The 18 per cent GST on short-term staffing companies — usually an enter price for corporations — will create an anomaly after the current reduce in levies on a number of output items from 18 per cent and 12 per cent to five per cent, Indian Staffing Federation (ISF) President Lohit Bhatia mentioned on Thursday. Flagging the GST inversion, Bhatia urged that the speed be reduce to five per cent, including that ISF has raised the difficulty with the authorities.
In 2024-25, 72 lakh staff have been employed via tripartite contracts with flexi-staffing corporations and shopper corporations throughout sectors, the ISF mentioned in a brand new report. The flexi-staffing trade generated Rs 1.9 lakh crore in income and paid Rs 34,000 crore in GST, in line with the report.
“After GST 2.0, many product classes and industries have seen charges lowered from 18 per cent and 12 per cent to five per cent. We’re a giant enter as a result of we offer them with human capital. Earlier, they’d set off the enter towards the output. Now, their output has a lot decrease GST, however they nonetheless have 18 per cent GST on human capital,” Bhatia mentioned in a media briefing.
Whereas corporations can declare enter tax credit score (ITC) on third-party hiring bills, the speed inversion can pressure money flows and disincentivise corporations from utilizing flexi-staffing companies. “It will create an pointless anomaly, the place as a substitute of producing extra formal jobs, it may push employment again in the direction of casual or gig work, which is a really harmful precedent,” Bhatia mentioned, insisting that offering employment is a “advantage service”.

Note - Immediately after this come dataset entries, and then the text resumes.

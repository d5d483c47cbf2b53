//! The identity of the owner of expense rows.

use std::fmt::Display;

use serde::{Deserialize, Serialize};

/// A newtype wrapper for integer user IDs.
///
/// Users are owned by the external auth platform, this crate only ever sees
/// their IDs.
#[derive(Clone, Copy, Debug, PartialEq, Eq, Serialize, Deserialize, Hash)]
#[serde(transparent)]
pub struct UserID(i64);

impl UserID {
    /// Create a new user ID.
    pub fn new(id: i64) -> Self {
        Self(id)
    }

    /// Cast the user ID to a 64 bit integer.
    pub fn as_i64(&self) -> i64 {
        self.0
    }
}

impl Display for UserID {
    fn fmt(&self, f: &mut std::fmt::Formatter<'_>) -> std::fmt::Result {
        self.0.fmt(f)
    }
}

/// Something that knows who is signed in.
///
/// `None` means nobody is signed in. Callers treat that as a reason to do
/// nothing, never as an error.
pub trait CurrentUser {
    /// The signed in user, if any.
    fn current_user(&self) -> Option<UserID>;
}

impl CurrentUser for Option<UserID> {
    fn current_user(&self) -> Option<UserID> {
        *self
    }
}

impl CurrentUser for UserID {
    fn current_user(&self) -> Option<UserID> {
        Some(*self)
    }
}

He mentioned the ISF has raised this subject with the Union Finance Ministry and a few state governments.
Staffing corporations rent staff and deploy them as flexi workers to fulfill shopper wants, sometimes for six to 12 months. They handle salaries and social advantages, whereas the employees are positioned with shopper corporations on fixed-term tripartite contracts.
Tripartite or flexi work is handled as formal employment and makes up 1.3 per cent (72 lakh) of whole employment in India, in contrast with 2.9 per cent in China and Japan and a couple of.7 per cent in France. The ISF initiatives this share would rise to 1.6 per cent by 2026-27.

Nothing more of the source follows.